Трудно предположить, думали мы тогда, продолжал ли Титаренко воевать. Возможно, он был ранен несколько раньше или выбыл из батальона по какой-то причине еще до отхода с перевала Ужум.
Было бы крайне интересно, если б он откликнулся теперь. Быть может, он смог бы сообщить нам о том периоде жизни батальона, когда он пробивался две недели в полном одиночестве по тылам врага к своим. Рассказ его в газете обрывается, собственно, тем же эпизодом, о котором поведал нам и Соколов. А что после него? Какие события предшествовали решению Родионова и Швецова пробиваться к своим?
Все
И все же нам посчастливилось совершенно неожиданно встретиться в Кисловодске с Николаем Григорьевичем Титаренко. В мае 1966 года он отдыхал в Кисловодском санатории Министерства обороны СССР. В санаторной библиотеке ему попалась на глаза наша первая книга “Тайна Марухского ледника”, но этой главы там еще не было. Прочитав книгу, он созвонился с нами. И мы встретились. Николай Григорьевич Титаренко живет сейчас в Киеве и работает в политехническом институте.
После того как состоялась наша обстоятельная беседа о боях на перевалах, мы дали ему прочесть эту главу о втором батальоне, о судьбе Родионова и Швецова. Здесь же упоминалось и о нем, о его статье в газете “Боец РККА”, о том, что мы его давно разыскиваем.
Долго и скрупулезно читал Николай Григорьевич эту главу. Читал молча и сосредоточенно. Мы тоже молчали, чтобы не мешать ему вспомнить свою боевую молодость.
Когда он оторвался от текста, посмотрел на нас грустными, чуть влажными глазами и сказал тихо и взволнованно:
– А я и не знал, что меня кто-то разыскивает... Вы теперь убедились, что я рассказывал вам святую и суровую правду войны... Как видите, расхождений у нас нет.

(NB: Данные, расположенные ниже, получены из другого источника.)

//! The life/death/aging transition rule

use super::Board;
use itertools::Itertools;
use rayon::prelude::*;

/// Compute the next generation of a board.
///
/// Pure with respect to `board`: every cell is decided from the input
/// snapshot alone, and the successor starts as a fresh all-dead board so the
/// "dies" branches leave explicit zeros rather than stale ages.
pub fn next_generation(board: &Board, max_age: u8) -> Board {
    let (rows, cols) = board.dimensions();
    let mut next = Board::new(rows, cols);

    let next_cells: Vec<u8> = (0..rows)
        .into_par_iter()
        .flat_map(|row| {
            (0..cols).into_par_iter().map(move |col| {
                let neighbors = count_neighbors(board, row, col);
                let age = board.get_or_dead(row as isize, col as isize);
                next_age(age, neighbors, max_age)
            })
        })
        .collect();

    next.cells = next_cells;
    next
}

/// Count live Moore neighbors of a cell. Coordinates past an edge never
/// count; there is no wraparound.
pub fn count_neighbors(board: &Board, row: usize, col: usize) -> u8 {
    (-1isize..=1)
        .cartesian_product(-1isize..=1)
        .filter(|&offset| offset != (0, 0))
        .filter(|&(dr, dc)| board.get_or_dead(row as isize + dr, col as isize + dc) > 0)
        .count() as u8
}

/// The four-rule policy for a single cell, by live-neighbor count:
/// 1 or fewer kills by loneliness, 2 preserves, 3 births or grows,
/// 4 or more kills by overcrowding. Aging saturates at `max_age`.
pub fn next_age(age: u8, neighbors: u8, max_age: u8) -> u8 {
    match neighbors {
        0 | 1 => 0,
        2 => {
            if age == 0 {
                0
            } else {
                age.saturating_add(1).min(max_age)
            }
        }
        3 => age.saturating_add(1).min(max_age),
        _ => 0,
    }
}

Еще находясь в Сухуми,– говорит Николай Григорьевич,– с Родионовым и Швецовым мы были в одном батальоне. Я занимал должность адъютанта старшего, или, точнее говоря, начальник штаба батальона. Мне исполнилось тогда 19 лет. Поэтому Родионов и Швецов были для меня и командиры, и старшие товарищи, и отцы. Капитан Родионов был прекрасным педагогом, умеющим проникнуть в душу человека. И если я после войны стал воспитателем студентов – в этом есть заслуга и Родионова. Политрук Швецов был страстным оратором, душевным человеком, замечательным воспитателем. Он многому и меня научил. Его искренне любили все бойцы и офицеры. Вторым батальоном всегда гордилось командование полка. Он занимал первое место по снайперской стрельбе, отличался на тактических занятиях.

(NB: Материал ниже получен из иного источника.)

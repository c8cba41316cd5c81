//! Error taxonomy for board loading and grid access

use std::path::PathBuf;
use thiserror::Error;

/// Errors produced by the simulation core
#[derive(Debug, Error)]
pub enum LifeError {
    /// The board source could not be opened at all
    #[error("board source {path} could not be opened")]
    SourceUnavailable {
        path: PathBuf,
        #[source]
        source: std::io::Error,
    },

    /// The board source opened but its contents do not describe a board
    #[error("malformed board: {0}")]
    MalformedBoard(String),

    /// A cell access outside the grid bounds
    #[error("cell ({row}, {col}) out of range for {rows}x{cols} board")]
    OutOfRange {
        row: usize,
        col: usize,
        rows: usize,
        cols: usize,
    },
}

pub type Result<T> = std::result::Result<T, LifeError>;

Поэтому совершенно не случайно, когда еще до боевых событий стал вопрос об установлении на Марухском перевале неподвижной заставы, туда еще в июне или июле был послан наш второй батальон. Таким образом, мы первыми встретились с противником на левом фланге Марухского перевала – Ужумском хребте. Об одном из эпизодов этих боев я позже и рассказал в газете “Боец РККА”, выдержки из которой приведены.
Как мы и предполагали, Николай Григорьевич был ранен до того, как погибли Родионов и Швецов.
– Лечение мое было непродолжительным,– говорит Николай Григорьевич.– По возвращении в полк меня временно назначили ПНШ-2, так как о моем батальоне не было никаких известий. Его просто считали погибшим. Даже вместо него уже прибыл батальон курсантов Тбилисского училища во главе с капитаном Заргаряном, и меня к нему направили на ту же должность адъютанта старшего. И вдруг приятное известие – батальон прибыл. Со слезами радости все встречали бойцов, хотя вид у них был жуткий.
Вскоре пришла и вторая удача. Нам стал известен адрес брата Швецова – Николая Алексеевича. Проживает он сейчас в Армянской ССР в поселке Калинине Стенановского района и работает учителем русского языка и литературы. Мы тотчас написали ему письмо и вскоре получили ответ. Соколов в своих воспоминаниях ошибся, назвав Швецова бакинским коммунистом. Иван Алексеевич большую часть жизни был связан с армией и Тбилисской партийной организацией. Работал в “Грузкоопхозе”. В 1926 году ушел в армию, член партии с 1929 года.